• Data for review:
+ + +

//! Cover translator.
//!
//! Two behavior modes, selected by the component's assumed-state flag.
//! Assumed-state devices (command-only, no position feedback) become three
//! momentary switches that reset themselves shortly after triggering, so
//! the platform's polling never sees them stuck on. Position-aware devices
//! become a position-capable cover with dirty-checked target writes.

use std::sync::Arc;
use std::sync::Mutex;
use std::time::Duration;

use esphap_hap::Accessory;
use esphap_hap::CharacteristicKind;
use esphap_hap::ServiceKind;

use crate::esphome::client::Command;
use crate::esphome::client::CoverAction;
use crate::esphome::client::CoverCommand;
use crate::esphome::component::Component;
use crate::esphome::component::ComponentConfig;
use crate::esphome::component::ComponentState;
use crate::esphome::component::CoverOperation;

/// How long a momentary switch stays on before resetting itself.
const MOMENTARY_RESET: Duration = Duration::from_millis(200);

const POSITION_STATE_DECREASING: i64 = 0;
const POSITION_STATE_INCREASING: i64 = 1;
const POSITION_STATE_STOPPED: i64 = 2;

fn service_kind_for_class(device_class: Option<&str>) -> ServiceKind {
    match device_class {
        Some("garage") => ServiceKind::Door,
        Some("curtain") | Some("window") | Some("blind") => ServiceKind::WindowCovering,
        _ => ServiceKind::WindowCovering,
    }
}

fn position_state_value(operation: CoverOperation) -> i64 {
    match operation {
        CoverOperation::Idle => POSITION_STATE_STOPPED,
        CoverOperation::Opening => POSITION_STATE_INCREASING,
        CoverOperation::Closing => POSITION_STATE_DECREASING,
    }
}

/// Last committed targets, in the capability domains (0-100 position,
/// 0-180 tilt degrees).
struct CoverTargets {
    position: f64,
    tilt: f64,
}

pub(crate) fn translate(component: &Component, accessory: &Arc<Accessory>) -> bool {
    let ComponentConfig::Cover(config) = component.info.config.clone() else {
        return false;
    };

    let key = component.info.key;
    let name = component.info.name.clone();

    if config.assumed_state {
        let mut actions = vec![(CoverAction::Open, "Open"), (CoverAction::Close, "Close")];
        if config.supports_stop {
            actions.push((CoverAction::Stop, "Stop"));
        }
        for (action, label) in actions {
            let switch = accessory.service(ServiceKind::Switch, &format!("{} {}", name, label));
            let characteristic = switch.characteristic(CharacteristicKind::On);
            let component = component.clone();
            let reset_target = characteristic.clone();
            characteristic.on_set(move |value| {
                if value.as_bool() != Some(true) {
                    return;
                }
                component.send_command(Command::Cover(CoverCommand {
                    key,
                    position: None,
                    tilt: None,
                    action: Some(action),
                }));
                let reset_target = reset_target.clone();
                tokio::spawn(async move {
                    tokio::time::sleep(MOMENTARY_RESET).await;
                    reset_target.update_value(false);
                });
            });
        }
        return true;
    }

    let service = accessory.service(service_kind_for_class(config.device_class.as_deref()), &name);
    let targets = Arc::new(Mutex::new(CoverTargets {
        position: 0.0,
        tilt: 0.0,
    }));

    let target_position = service.characteristic(CharacteristicKind::TargetPosition);
    {
        let targets = targets.clone();
        let component = component.clone();
        let supports_tilt = config.supports_tilt;
        target_position.on_set(move |value| {
            let Some(requested) = value.as_f64() else {
                return;
            };
            let mut targets = targets.lock().unwrap();
            if targets.position == requested {
                return;
            }
            targets.position = requested;
            component.send_command(Command::Cover(CoverCommand {
                key,
                position: Some(requested / 100.0),
                tilt: supports_tilt.then_some(targets.tilt / 180.0),
                action: None,
            }));
        });
    }

    if config.supports_tilt {
        let target_tilt = service.characteristic(CharacteristicKind::TargetTiltAngle);
        let targets = targets.clone();
        let component = component.clone();
        target_tilt.on_set(move |value| {
            let Some(requested) = value.as_f64() else {
                return;
            };
            let mut targets = targets.lock().unwrap();
            if targets.tilt == requested {
                return;
            }
            targets.tilt = requested;
            component.send_command(Command::Cover(CoverCommand {
                key,
                position: Some(targets.position / 100.0),
                tilt: Some(requested / 180.0),
                action: None,
            }));
        });
    }

    let mut stream = component.state_stream();
    let report_service = service.clone();
    tokio::spawn(async move {
        loop {
            let update = match &*stream.borrow_and_update() {
                Some(ComponentState::Cover(update)) => Some(update.clone()),
                _ => None,
            };
            if let Some(update) = update {
                if let Some(position) = update.position {
                    let percent = position * 100.0;
                    targets.lock().unwrap().position = percent;
                    report_service
                        .characteristic(CharacteristicKind::CurrentPosition)
                        .update_value(percent);
                }
                if config.supports_tilt {
                    if let Some(tilt) = update.tilt {
                        let degrees = tilt * 180.0;
                        targets.lock().unwrap().tilt = degrees;
                        report_service
                            .characteristic(CharacteristicKind::CurrentTiltAngle)
                            .update_value(degrees);
                    }
                }
                if let Some(operation) = update.operation {
                    report_service
                        .characteristic(CharacteristicKind::PositionState)
                        .update_value(position_state_value(operation));
                }
            }
            if stream.changed().await.is_err() {
                break;
            }
        }
    });

    true
}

+ + +

• What is being asked:
Go through the listing above and reproduce all of it exactly.

• Answer for this exercise:
//! Cover translator.
//!
//! Two behavior modes, selected by the component's assumed-state flag.
//! Assumed-state devices (command-only, no position feedback) become three
//! momentary switches that reset themselves shortly after triggering, so
//! the platform's polling never sees them stuck on. Position-aware devices
//! become a position-capable cover with dirty-checked target writes.

use std::sync::Arc;
use std::sync::Mutex;
use std::time::Duration;

use esphap_hap::Accessory;
use esphap_hap::CharacteristicKind;
use esphap_hap::ServiceKind;

use crate::esphome::client::Command;
use crate::esphome::client::CoverAction;
use crate::esphome::client::CoverCommand;
use crate::esphome::component::Component;
use crate::esphome::component::ComponentConfig;
use crate::esphome::component::ComponentState;
use crate::esphome::component::CoverOperation;

/// How long a momentary switch stays on before resetting itself.
const MOMENTARY_RESET: Duration = Duration::from_millis(200);

const POSITION_STATE_DECREASING: i64 = 0;
const POSITION_STATE_INCREASING: i64 = 1;
const POSITION_STATE_STOPPED: i64 = 2;

fn service_kind_for_class(device_class: Option<&str>) -> ServiceKind {
    match device_class {
        Some("garage") => ServiceKind::Door,
        Some("curtain") | Some("window") | Some("blind") => ServiceKind::WindowCovering,
        _ => ServiceKind::WindowCovering,
    }
}

fn position_state_value(operation: CoverOperation) -> i64 {
    match operation {
        CoverOperation::Idle => POSITION_STATE_STOPPED,
        CoverOperation::Opening => POSITION_STATE_INCREASING,
        CoverOperation::Closing => POSITION_STATE_DECREASING,
    }
}

/// Last committed targets, in the capability domains (0-100 position,
/// 0-180 tilt degrees).
struct CoverTargets {
    position: f64,
    tilt: f64,
}

pub(crate) fn translate(component: &Component, accessory: &Arc<Accessory>) -> bool {
    let ComponentConfig::Cover(config) = component.info.config.clone() else {
        return false;
    };

    let key = component.info.key;
    let name = component.info.name.clone();

    if config.assumed_state {
        let mut actions = vec![(CoverAction::Open, "Open"), (CoverAction::Close, "Close")];
        if config.supports_stop {
            actions.push((CoverAction::Stop, "Stop"));
        }
        for (action, label) in actions {
            let switch = accessory.service(ServiceKind::Switch, &format!("{} {}", name, label));
            let characteristic = switch.characteristic(CharacteristicKind::On);
            let component = component.clone();
            let reset_target = characteristic.clone();
            characteristic.on_set(move |value| {
                if value.as_bool() != Some(true) {
                    return;
                }
                component.send_command(Command::Cover(CoverCommand {
                    key,
                    position: None,
                    tilt: None,
                    action: Some(action),
                }));
                let reset_target = reset_target.clone();
                tokio::spawn(async move {
                    tokio::time::sleep(MOMENTARY_RESET).await;
                    reset_target.update_value(false);
                });
            });
        }
        return true;
    }

    let service = accessory.service(service_kind_for_class(config.device_class.as_deref()), &name);
    let targets = Arc::new(Mutex::new(CoverTargets {
        position: 0.0,
        tilt: 0.0,
    }));

    let target_position = service.characteristic(CharacteristicKind::TargetPosition);
    {
        let targets = targets.clone();
        let component = component.clone();
        let supports_tilt = config.supports_tilt;
        target_position.on_set(move |value| {
            let Some(requested) = value.as_f64() else {
                return;
            };
            let mut targets = targets.lock().unwrap();
            if targets.position == requested {
                return;
            }
            targets.position = requested;
            component.send_command(Command::Cover(CoverCommand {
                key,
                position: Some(requested / 100.0),
                tilt: supports_tilt.then_some(targets.tilt / 180.0),
                action: None,
            }));
        });
    }

    if config.supports_tilt {
        let target_tilt = service.characteristic(CharacteristicKind::TargetTiltAngle);
        let targets = targets.clone();
        let component = component.clone();
        target_tilt.on_set(move |value| {
            let Some(requested) = value.as_f64() else {
                return;
            };
            let mut targets = targets.lock().unwrap();
            if targets.tilt == requested {
                return;
            }
            targets.tilt = requested;
            component.send_command(Command::Cover(CoverCommand {
                key,
                position: Some(targets.position / 100.0),
                tilt: Some(requested / 180.0),
                action: None,
            }));
        });
    }

    let mut stream = component.state_stream();
    let report_service = service.clone();
    tokio::spawn(async move {
        loop {
            let update = match &*stream.borrow_and_update() {
                Some(ComponentState::Cover(update)) => Some(update.clone()),
                _ => None,
            };
            if let Some(update) = update {
                if let Some(position) = update.position {
                    let percent = position * 100.0;
                    targets.lock().unwrap().position = percent;
                    report_service
                        .characteristic(CharacteristicKind::CurrentPosition)
                        .update_value(percent);
                }
                if config.supports_tilt {
                    if let Some(tilt) = update.tilt {
                        let degrees = tilt * 180.0;
                        targets.lock().unwrap().tilt = degrees;
                        report_service
                            .characteristic(CharacteristicKind::CurrentTiltAngle)
                            .update_value(degrees);
                    }
                }
                if let Some(operation) = update.operation {
                    report_service
                        .characteristic(CharacteristicKind::PositionState)
                        .update_value(position_state_value(operation));
                }
            }
            if stream.changed().await.is_err() {
                break;
            }
        }
    });

    true
}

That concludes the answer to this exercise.